2021 will be remembered for one thing – it was better than 2020. The introduction of Covid-19 vaccines allowed us to go to public events once again, including a return to live music venues.
The comeback of live music has gone hand-in-hand with some awesome new releases, too. From a classic by legends Iron Maiden to an important mainstream release for Deafheaven, it’s been a year to remember.
With 2022 on the horizon, here are five of the best metal releases from the past 12 months.
MØL – Diorama
Diorama shows Danish quintet MØL at their stunning best.
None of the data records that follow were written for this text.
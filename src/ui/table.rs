//! Bordered tables with fixed column widths and word wrapping.

use colored::{Color, Colorize};
use unicode_width::{UnicodeWidthChar, UnicodeWidthStr};

/// A table with fixed column widths.
///
/// Cells are plain text; each column can carry a color applied after
/// wrapping so widths stay exact.
#[derive(Debug, Clone)]
pub struct Table {
    headers: Vec<String>,
    widths: Vec<usize>,
    colors: Vec<Option<Color>>,
    rows: Vec<Vec<String>>,
}

impl Table {
    /// Create a table. `widths` are outer column widths including one space
    /// of padding on each side.
    pub fn new(headers: &[&str], widths: &[usize]) -> Self {
        assert_eq!(headers.len(), widths.len(), "one width per column");
        Self {
            headers: headers.iter().map(|h| h.to_string()).collect(),
            widths: widths.iter().map(|w| (*w).max(4)).collect(),
            colors: vec![None; headers.len()],
            rows: Vec::new(),
        }
    }

    /// Color the cells of `column`.
    pub fn column_color(mut self, column: usize, color: Color) -> Self {
        if let Some(slot) = self.colors.get_mut(column) {
            *slot = Some(color);
        }
        self
    }

    /// Append a row. Missing cells render empty, extra cells are dropped.
    pub fn push_row<S: AsRef<str>>(&mut self, cells: &[S]) {
        let mut row: Vec<String> = cells
            .iter()
            .take(self.widths.len())
            .map(|c| c.as_ref().to_string())
            .collect();
        row.resize(self.widths.len(), String::new());
        self.rows.push(row);
    }

    /// Render the table.
    pub fn render(&self) -> String {
        let mut out = vec![self.border('┌', '┬', '┐')];
        out.extend(self.render_row(&self.headers, true));
        out.push(self.border('├', '┼', '┤'));
        for (i, row) in self.rows.iter().enumerate() {
            if i > 0 {
                out.push(self.border('├', '┼', '┤'));
            }
            out.extend(self.render_row(row, false));
        }
        out.push(self.border('└', '┴', '┘'));
        out.join("\n")
    }

    fn border(&self, left: char, mid: char, right: char) -> String {
        let segments: Vec<String> = self.widths.iter().map(|w| "─".repeat(*w)).collect();
        format!("{left}{}{right}", segments.join(&mid.to_string()))
    }

    fn render_row(&self, cells: &[String], header: bool) -> Vec<String> {
        let wrapped: Vec<Vec<String>> = cells
            .iter()
            .zip(&self.widths)
            .map(|(cell, width)| wrap(cell, width - 2))
            .collect();
        let height = wrapped.iter().map(Vec::len).max().unwrap_or(1).max(1);

        (0..height)
            .map(|line| {
                let parts: Vec<String> = wrapped
                    .iter()
                    .enumerate()
                    .map(|(col, lines)| {
                        let text = lines.get(line).map(String::as_str).unwrap_or("");
                        let fill = (self.widths[col] - 2).saturating_sub(text.width());
                        let padded = format!("{text}{}", " ".repeat(fill));
                        let styled = match (header, self.colors[col]) {
                            (true, _) => padded.bold().to_string(),
                            (false, Some(color)) => padded.color(color).to_string(),
                            (false, None) => padded,
                        };
                        format!(" {styled} ")
                    })
                    .collect();
                format!("│{}│", parts.join("│"))
            })
            .collect()
    }
}

/// Greedy word wrap by display width; words wider than `width` are split.
fn wrap(text: &str, width: usize) -> Vec<String> {
    let width = width.max(2);
    let mut lines = Vec::new();
    let mut current = String::new();
    let mut current_width = 0;

    for word in text.split_whitespace() {
        let mut word = word.to_string();
        while word.width() > width {
            if current_width > 0 {
                lines.push(std::mem::take(&mut current));
                current_width = 0;
            }
            let (head, rest) = split_at_width(&word, width);
            lines.push(head.to_string());
            word = rest.to_string();
        }

        let word_width = word.width();
        let needed = if current_width == 0 { word_width } else { current_width + 1 + word_width };
        if needed > width && current_width > 0 {
            lines.push(std::mem::take(&mut current));
            current_width = 0;
        }
        if current_width > 0 {
            current.push(' ');
            current_width += 1;
        }
        current.push_str(&word);
        current_width += word_width;
    }

    if current_width > 0 || lines.is_empty() {
        lines.push(current);
    }
    lines
}

/// Split `word` so the head fits in `width` cells.
fn split_at_width(word: &str, width: usize) -> (&str, &str) {
    let mut used = 0;
    for (i, c) in word.char_indices() {
        let w = c.width().unwrap_or(0);
        if used + w > width {
            return word.split_at(i);
        }
        used += w;
    }
    (word, "")
}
The album mixes the melodic guitar of shoegaze with the chaos of black metal to produce a unique sound – that is made all the starker by some epic breakdowns followed by choruses that grab you by the throat and shake you down.
Lead singer Kim Song Sternkopf’s heartfelt lyrics are the voice of experience — he was involved in faith cults as a child — and you can hear the emotion in his voice as he delivers some memorable lines. Diorama builds on the band’s first album, JORD, by throwing in some savage blast beats and theatricality that the finest actors would be proud of.
Listen out for Redacted, a song that is a prime example of this new album’s exaggerated but fascinating sound.
Iron Maiden – Senjutsu
Bonuses come in many forms. A trader might get a bonus for earning his firm lots of money, while an iGamer may get an unexpected online casino bonus added to their account. Iron Maiden fans got their bonus when they heard that the highly anticipated new Iron Maiden record was to be released as a double album, only their second ever.
Senjutsu is an 82-minute epic, exploring many different forms of melodic metal music. It also achieved critical and commercial success for the way it tackles themes ranging from religion to World War II.
Frontman Bruce Dickinson talked about how the band strived for diversity following the release of Book of Souls in 2015, and they hit the top spot in a wide range of national charts. The album reached number 1 in the USA, Mexico and Belgium, to name just three countries.
Gojira – Fortitude
Speaking of musical themes, none come more important than the one that dominates Gojira’s new album. Fortitude, the band’s first since Magma in 2016, addresses the climate emergency, and it doesn’t mess around.
Singer Joe Duplantier’s vocals berate the human population for destroying the planet, for letting ‘the greatest miracle burn to the ground’. Some of the songs, such as Into the Storm, also call for urgent action.
Following in Magma’s footsteps was always going to be difficult — that record won a Grammy nomination for Best Record five years ago. Gojira take a good shot at it, though, going for a more progressive sound and it’s paid off: single Amazonia was also in the running for a Grammy award this year but just missed out.
Deafheaven – Infinite Granite
Ten years after bursting onto the metal scene with their debut Roads to Judah, Deafheaven released their fifth record this year. Infinite Granite is a dramatic departure from their original sound, opting for a shoegaze sound with cleaner vocals from George Clarke.
The record’s mainstream sound has divided their fans. Some expressed their disdain, comparing the guitar sound to Coldplay – hardly the coolest band in the eyes of most metalheads.
Yet Deafheaven continue to fascinate some fans, who are impressed by the band’s versatility and eagerness to experiment. Critics, too, were impressed by the new sound. UK newspaper The Guardian gave it a 5/5 review, calling it a ‘great, great album’, while Variety magazine hailed Deafheaven one of the most powerful rock acts of the last 20 years.
Love it or hate it, Infinite Granite is an interesting listen.
Eternity’s End – Embers of War
2021 has seen much-changed Eternity’s End hit the studio, with three members leaving and Linus Klausenitzer returning to the band – they even have frontman Christian Münzner on the drums.
Embers of War is the product of these changes. It’s a 45-minute blast of pure metal mayhem, with a classic Münzner riff kicking off Hounds of Tindalos followed by a pulsating vein of tunes running through the record. Highlights include the powerful Call of the Valkyries, an epic title track, and the melodic Shaded Heart. It’s another metal record that’s earned rave reviews.
Some people thought Münzner would struggle to come back from a career-threatening hand injury during his time in previous band Obscura, but records like this assure us that he’s still at his peak. If you haven’t listened to Embers yet, make sure you do as soon as possible. It’s a masterpiece.